Pourquoi une élection politique peut-elle être si émouvante ?

 Dimanche, je n'osais pas y croire, alors je me suis appliqué, comme si de mon soin, allait dépendre le soin de soixante millions d'électeurs : j'ai pris les deux bulletins, puis l'enveloppe, j'ai bien refermé le rideau de l'isoloir, mis mon bulletin dans l'enveloppe, rangé l'autre dans mon portefeuille, tout ça pour faire comme tout le monde, comme si mon vote était un secret de la plus haute importance et que je ne m'accordais même pas le droit d'en sourire.

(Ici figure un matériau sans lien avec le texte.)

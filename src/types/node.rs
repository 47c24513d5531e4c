use serde::{Deserialize, Serialize};

/// A bookmark (has a `url`) or a folder (no `url`) as reported by the tree host.
#[derive(Debug, Clone, PartialEq, Eq, Serialize, Deserialize)]
pub struct Node {
    pub id: String,
    pub parent_id: Option<String>,
    pub index: u32,
    pub title: String,
    pub url: Option<String>,
    pub date_added: i64,
    pub date_modified: Option<i64>,
}

impl Node {
    /// Returns true when this node is a bookmark rather than a folder.
    pub fn is_bookmark(&self) -> bool {
        self.url.is_some()
    }

    pub fn is_folder(&self) -> bool {
        self.url.is_none()
    }
}

/// The persisted, denormalized projection of a [`Node`] with precomputed search fields.
#[derive(Debug, Clone, PartialEq, Serialize, Deserialize)]
pub struct BookmarkRecord {
    pub id: String,
    pub parent_id: Option<String>,
    pub index: u32,
    pub title: String,
    pub url: Option<String>,
    pub date_added: i64,
    pub date_modified: Option<i64>,
    pub title_lower: String,
    pub url_lower: Option<String>,
    pub domain: Option<String>,
    pub keywords: Vec<String>,
    pub tags: Vec<String>,
    /// Materialized ancestor titles, root first. `None` until computed.
    pub path: Option<Vec<String>>,
    pub children_count: u32,
}

impl BookmarkRecord {
    /// Builds a record from a node, deriving every search field.
    pub fn from_node(node: &Node) -> Self {
        let title_lower = node.title.to_lowercase();
        let url_lower = node.url.as_ref().map(|u| u.to_lowercase());
        let domain = node.url.as_deref().and_then(extract_domain);
        let keywords = extract_keywords(&node.title, node.url.as_deref());
        let tags = extract_tags(&node.title);
        Self {
            id: node.id.clone(),
            parent_id: node.parent_id.clone(),
            index: node.index,
            title: node.title.clone(),
            url: node.url.clone(),
            date_added: node.date_added,
            date_modified: node.date_modified,
            title_lower,
            url_lower,
            domain,
            keywords,
            tags,
            path: None,
            children_count: 0,
        }
    }

    /// Re-derives the search fields after `title` or `url` changed.
    pub fn refresh_derived(&mut self) {
        self.title_lower = self.title.to_lowercase();
        self.url_lower = self.url.as_ref().map(|u| u.to_lowercase());
        self.domain = self.url.as_deref().and_then(extract_domain);
        self.keywords = extract_keywords(&self.title, self.url.as_deref());
        self.tags = extract_tags(&self.title);
    }

    pub fn is_bookmark(&self) -> bool {
        self.url.is_some()
    }

    /// Joins the materialized path with ` / `.
    pub fn path_string(&self) -> Option<String> {
        self.path.as_ref().map(|p| p.join(" / "))
    }

    pub fn to_node(&self) -> Node {
        Node {
            id: self.id.clone(),
            parent_id: self.parent_id.clone(),
            index: self.index,
            title: self.title.clone(),
            url: self.url.clone(),
            date_added: self.date_added,
            date_modified: self.date_modified,
        }
    }
}

impl From<&Node> for BookmarkRecord {
    fn from(node: &Node) -> Self {
        Self::from_node(node)
    }
}

/// Extracts the host of a URL, lowercased and without a leading `www.`.
pub fn extract_domain(url: &str) -> Option<String> {
    let parsed = url::Url::parse(url).ok()?;
    let host = parsed.host_str()?.to_lowercase();
    let host = host.strip_prefix("www.").map(str::to_string).unwrap_or(host);
    if host.is_empty() {
        None
    } else {
        Some(host)
    }
}

/// Tokenizes a title and the path of a URL into lowercase, de-duplicated terms.
///
/// Terms shorter than two characters are dropped. The URL scheme and host are
/// skipped because they are already covered by the URL and domain indexes.
pub fn extract_keywords(title: &str, url: Option<&str>) -> Vec<String> {
    let mut keywords: Vec<String> = Vec::new();
    let mut push_terms = |text: &str| {
        for term in text
            .split(|c: char| !c.is_alphanumeric())
            .filter(|t| t.chars().count() >= 2)
            .map(str::to_lowercase)
        {
            if !keywords.contains(&term) {
                keywords.push(term);
            }
        }
    };

    push_terms(title);
    if let Some(parsed) = url.and_then(|u| url::Url::parse(u).ok()) {
        push_terms(parsed.path());
    }
    keywords
}

/// Collects `#hashtag` words from a title, lowercased and without the `#`.
pub fn extract_tags(title: &str) -> Vec<String> {
    let mut tags: Vec<String> = Vec::new();
    for word in title.split_whitespace() {
        if let Some(tag) = word.strip_prefix('#') {
            let tag: String = tag
                .chars()
                .take_while(|c| c.is_alphanumeric() || *c == '-' || *c == '_')
                .collect::<String>()
                .to_lowercase();
            if !tag.is_empty() && !tags.contains(&tag) {
                tags.push(tag);
            }
        }
    }
    tags
}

  Puis je suis allé travailler. L'après-midi, je me suis fait la réflexion que ça faisait 24 ans. Je me suis dit que nous avons connu 19 années d'ultra-libéralisme, avec un intermède sympa, mais qui laissa un goût d'inachevé, de fragile, avant que reprenne un règne de privilèges aux privilégiés et de démantèlement des salaires, qui connut ses sommets au tout début et à la toute fin ainsi que l'envolée — sous prétexte de la juguler — de la dette. Je n'en dirai pas plus, il y en a de plus compétents, voir la courbe (notons quand même que c'est sous les affidés du Medev, Balladur et Sarkozy, qu'elle connut ses plus belles accélérations).
 Dans mon entreprise, la joie se faisait discrète. Ici, on n'affiche plus ses convictions — Peur du cynisme ? Frilosité de la jeunesse qui se méfie du politique ? Au soir, devant ma télé, j'ai un petit peu pleuré. Ô pas de grandes eaux larmoyantes, ce n'est pas la Révolution, ni la Lutte finale, ni les Lendemains qui chantent, je n'y ai jamais beaucoup cru, et moins aujourd'hui qu'hier, je n'attends nulle revanche sociale, nul règlement de compte, nulle utopie faite réalité. J'espère peut-être un peu moins d'injustice, un peu plus de bon sens, et une société qui ait envie d'aller de l'avant... Mais n'y ayant participé que par un bulletin de vote, je me sens étranger à cette Publica Res, qui me passionne sans que je n'ai éprouvé le besoin de m'y engager, méfiance des partis, des militants brutaux, des luttes de pouvoir internes, des lobbys qui viennent négocier dans les allées du pouvoir leurs petits avantages, pourtant on ne m'enlèvera pas de la tête que cette politique à laquelle je ne participe qu'épisodiquement, est importante.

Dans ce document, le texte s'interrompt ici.